More than 80% of writers are concerned about censorship and ‘fake news’, according to the “alarming” findings of a study by PEN International.
Authors Paul Auster, Svetlana Alexievitch, Madeleine Thien and Andrei Kurkov will debate these issues along with more than 200 PEN members from across the world for the campaigning organisation’s 83rd congress in Lviv, Ukraine.
Of the 228 international writers surveyed by PEN International, more than 81% believe that ‘fake news’ and censorship have become increasing concerns over the course of the last year. Furthermore, around 87% believe that combating racism and xenophobia, born out of these factors, is central to their roles as writers.

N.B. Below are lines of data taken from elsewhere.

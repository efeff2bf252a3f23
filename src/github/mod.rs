// GitHub API module.
// Provides the cached client, the gh CLI transport, and response types.

pub mod client;
pub mod endpoints;
pub mod transport;
pub mod types;

pub use client::{DEFAULT_REQUEST_DELAY, GITHUB_API_BASE, GitHubClient};
pub use transport::{CommandRunner, ProcessRunner, TransportAvailability, TransportSelector};
pub use types::*;
// gh-status entry point.
// Resolves configuration, collects the status, and prints it as JSON for the renderer.

use std::path::PathBuf;
use std::sync::Arc;

use anyhow::{Context, Result};
use clap::Parser;
use tracing::{info, warn};
use tracing_subscriber::EnvFilter;

use gh_status::cache::CacheStore;
use gh_status::config::{Config, DEFAULT_CONFIG_PATH};
use gh_status::github::{GitHubClient, ProcessRunner};
use gh_status::stats::StatusAssembler;

#[derive(Parser, Debug)]
#[command(name = "gh-status")]
#[command(about = "Collect GitHub activity and language statistics")]
struct Args {
    /// Config file (TOML)
    #[arg(short, long, default_value = DEFAULT_CONFIG_PATH)]
    config: PathBuf,

    /// GitHub username, overrides config file and environment
    #[arg(short, long)]
    username: Option<String>,

    /// Drop cached responses before fetching
    #[arg(long)]
    refresh: bool,

    /// Enable debug logging
    #[arg(short, long)]
    debug: bool,
}

#[tokio::main]
async fn main() -> Result<()> {
    let args = Args::parse();

    let filter = if args.debug {
        EnvFilter::new("debug")
    } else {
        EnvFilter::try_from_default_env().unwrap_or_else(|_| EnvFilter::new("info"))
    };
    tracing_subscriber::fmt()
        .with_env_filter(filter)
        .with_target(false)
        .with_writer(std::io::stderr)
        .compact()
        .init();

    let mut config = Config::resolve(&args.config, |key| std::env::var(key).ok());
    if let Some(username) = args.username {
        config.username = username;
    }
    config.prompt_username_if_missing()?;
    config.validate()?;

    let cache = CacheStore::new(&config.cache_dir);
    if args.refresh {
        cache
            .clear()
            .with_context(|| format!("clearing cache at {}", cache.dir().display()))?;
        info!("Cleared cache at {}", cache.dir().display());
    }

    let client = GitHubClient::new(config.token.as_deref(), cache)?
        .with_base_url(config.api_base.clone())
        .with_gh(Arc::new(ProcessRunner::new(config.gh_program.clone())))
        .with_request_delay(config.request_delay);

    info!(
        "Collecting status for {} (cache: {} {})",
        config.username, config.cache_duration, config.cache_unit
    );
    let report = match StatusAssembler::new(&client, config.username.clone(), config.cache_policy())
        .run()
        .await
    {
        Ok(report) => report,
        Err(e) => {
            if e.is_rate_limited() {
                warn!("GitHub rate limit exhausted; set GH_TOKEN or lengthen the cache duration");
            }
            return Err(anyhow::Error::new(e)
                .context(format!("collecting GitHub status for {}", config.username)));
        }
    };

    let failed: Vec<_> = report.failures().map(|(repo, _)| repo).collect();
    if !failed.is_empty() {
        warn!(
            "Language data missing for {} repositories: {}",
            failed.len(),
            failed.join(", ")
        );
    }

    println!("{}", serde_json::to_string_pretty(&report.status)?);
    Ok(())
}
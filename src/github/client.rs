// GitHub API client.
// Serves requests from the response cache, the gh CLI, or plain HTTP, in that order.

use std::sync::{Arc, Mutex};
use std::time::Duration;

use reqwest::{
    Client, Response,
    header::{ACCEPT, AUTHORIZATION, HeaderMap, HeaderValue, USER_AGENT},
};
use serde::de::DeserializeOwned;
use serde_json::Value;
use tracing::{debug, info, warn};

use crate::cache::{CachePolicy, CacheStore};
use crate::error::{Result, StatusError};

use super::transport::{CommandRunner, TransportSelector};
use super::types::RateLimit;

pub const GITHUB_API_BASE: &str = "https://api.github.com";
const GITHUB_API_VERSION: &str = "2022-11-28";
const CLIENT_USER_AGENT: &str = concat!("gh-status/", env!("CARGO_PKG_VERSION"));

/// Pause before every request that misses the cache.
pub const DEFAULT_REQUEST_DELAY: Duration = Duration::from_millis(100);

/// GitHub API client with response caching, transport fallback and rate limit tracking.
pub struct GitHubClient {
    client: Client,
    base_url: String,
    authenticated: bool,
    cache: CacheStore,
    transport: TransportSelector,
    request_delay: Duration,
    rate_limit: Mutex<RateLimit>,
}

impl GitHubClient {
    /// Create a client; `token` is sent as a bearer credential when present.
    pub fn new(token: Option<&str>, cache: CacheStore) -> Result<Self> {
        let mut headers = HeaderMap::new();

        if let Some(token) = token {
            headers.insert(
                AUTHORIZATION,
                HeaderValue::from_str(&format!("Bearer {}", token))
                    .map_err(|e| StatusError::Config(format!("invalid token: {}", e)))?,
            );
        }
        headers.insert(
            ACCEPT,
            HeaderValue::from_static("application/vnd.github+json"),
        );
        headers.insert(
            "X-GitHub-Api-Version",
            HeaderValue::from_static(GITHUB_API_VERSION),
        );
        headers.insert(USER_AGENT, HeaderValue::from_static(CLIENT_USER_AGENT));

        let client = Client::builder().default_headers(headers).build()?;

        Ok(Self {
            client,
            base_url: GITHUB_API_BASE.to_string(),
            authenticated: token.is_some(),
            cache,
            transport: TransportSelector::disabled(),
            request_delay: DEFAULT_REQUEST_DELAY,
            rate_limit: Mutex::new(RateLimit::default()),
        })
    }

    /// Point the HTTP transport at another API root.
    pub fn with_base_url(mut self, base_url: impl Into<String>) -> Self {
        self.base_url = base_url.into().trim_end_matches('/').to_string();
        self
    }

    /// Allow the gh CLI transport, spawned through `runner`.
    pub fn with_gh(mut self, runner: Arc<dyn CommandRunner>) -> Self {
        self.transport = TransportSelector::new(runner, self.authenticated);
        self
    }

    pub fn with_request_delay(mut self, delay: Duration) -> Self {
        self.request_delay = delay;
        self
    }

    pub fn base_url(&self) -> &str {
        &self.base_url
    }

    pub fn cache(&self) -> &CacheStore {
        &self.cache
    }

    pub fn transport(&self) -> &TransportSelector {
        &self.transport
    }

    /// Rate limit reported by the most recent HTTP response.
    pub fn rate_limit(&self) -> RateLimit {
        self.rate_limit
            .lock()
            .map(|r| r.clone())
            .unwrap_or_default()
    }

    /// Fetch `path` and decode it as `T`.
    ///
    /// Order: fresh cache entry, then gh (when authenticated and usable),
    /// then HTTP. gh failures fall through to HTTP; an HTTP failure is
    /// returned to the caller. Successful upstream responses are cached.
    pub async fn fetch<T: DeserializeOwned>(&self, path: &str, policy: &CachePolicy) -> Result<T> {
        if let Some(cached) = self.cache.read(path, policy) {
            match serde_json::from_value(cached) {
                Ok(data) => return Ok(data),
                Err(e) => warn!("Ignoring cached {} with unexpected shape: {}", path, e),
            }
        }

        tokio::time::sleep(self.request_delay).await;

        if self.transport.probe().await {
            match self.fetch_via_gh::<T>(path).await {
                Ok(data) => return Ok(data),
                Err(e) => warn!("gh api failed for {}, falling back to HTTP: {}", path, e),
            }
        }

        self.fetch_via_http(path).await
    }

    async fn fetch_via_gh<T: DeserializeOwned>(&self, path: &str) -> Result<T> {
        let value = self.transport.fetch(path).await?;
        let data = T::deserialize(&value)
            .map_err(|e| StatusError::Cli(format!("unexpected response shape: {}", e)))?;
        info!("Fetched via gh cli: {}{}", self.base_url, path);
        self.cache.write(path, &value);
        Ok(data)
    }

    async fn fetch_via_http<T: DeserializeOwned>(&self, path: &str) -> Result<T> {
        if !self.authenticated {
            warn!("No GitHub token set, using unauthenticated request for {}", path);
        }

        let url = format!("{}{}", self.base_url, path);
        debug!("GET {}", url);
        let response = self.client.get(&url).send().await?;

        self.update_rate_limit(&response);
        let remaining = rate_limit_remaining(response.headers());
        let response = self.check_response(response).await?;

        let value: Value = response.json().await?;
        let data = T::deserialize(&value)?;
        match remaining {
            Some(remaining) => info!(
                "Fetched via HTTP: {} (rate limit remaining: {})",
                url, remaining
            ),
            None => info!("Fetched via HTTP: {}", url),
        }
        self.cache.write(path, &value);
        Ok(data)
    }

    /// Convert an absolute API URL (such as `languages_url`) into a path for [`fetch`](Self::fetch).
    pub fn relative_path<'a>(&self, url: &'a str) -> &'a str {
        for base in [self.base_url.as_str(), GITHUB_API_BASE] {
            if url.len() >= base.len()
                && url.is_char_boundary(base.len())
                && url[..base.len()].eq_ignore_ascii_case(base)
            {
                return &url[base.len()..];
            }
        }
        url
    }

    /// Update rate limit from response headers.
    fn update_rate_limit(&self, response: &Response) {
        let header = |name: &str| {
            response
                .headers()
                .get(name)
                .and_then(|v| v.to_str().ok())
                .and_then(|v| v.parse::<u64>().ok())
        };

        let Ok(mut rate_limit) = self.rate_limit.lock() else {
            return;
        };
        if let Some(limit) = header("x-ratelimit-limit") {
            rate_limit.limit = limit;
        }
        if let Some(remaining) = header("x-ratelimit-remaining") {
            rate_limit.remaining = remaining;
        }
        if let Some(reset) = header("x-ratelimit-reset") {
            rate_limit.reset = reset;
        }
    }

    /// Check response status and convert errors.
    async fn check_response(&self, response: Response) -> Result<Response> {
        let status = response.status();
        if status.is_success() {
            return Ok(response);
        }

        let url = response.url().to_string();
        let rate_limit_remaining = rate_limit_remaining(response.headers());
        let body = response.text().await.unwrap_or_default();

        Err(StatusError::Status {
            url,
            status: status.as_u16(),
            rate_limit_remaining,
            body,
        })
    }
}

/// Remaining request quota reported by a single response.
fn rate_limit_remaining(headers: &HeaderMap) -> Option<u64> {
    headers
        .get("x-ratelimit-remaining")
        .and_then(|v| v.to_str().ok())
        .and_then(|v| v.parse().ok())
}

At the ‘Reclaiming Truth In the Age of Propaganda’ conference, running from 18th September to 22nd September, writers from 30 countries will discuss the obstacles to freedom of expression.
PEN International’s president, Jennifer Clement, believes the survey’s findings reveal that the “space for free expression is shrinking”.
“The revelations of this survey are alarming and demonstrate the increasingly difficult and challenging circumstances under which writers practice their profession," she said. "With the increase of populism, the proliferation of fake news and widespread censorship around the globe, the space for free expression is shrinking.
“We must all come together and resist the erosion of this fundamental human right because we see time and again that where free expression rights are violated, other rights violations inevitably follow.”
In May PEN launched a campaign to support writers who have experienced forced displacement or are living in exile called "Make Space", supported by literary figures such as Stephen Fry, Margaret Atwood and Salman Rushdie.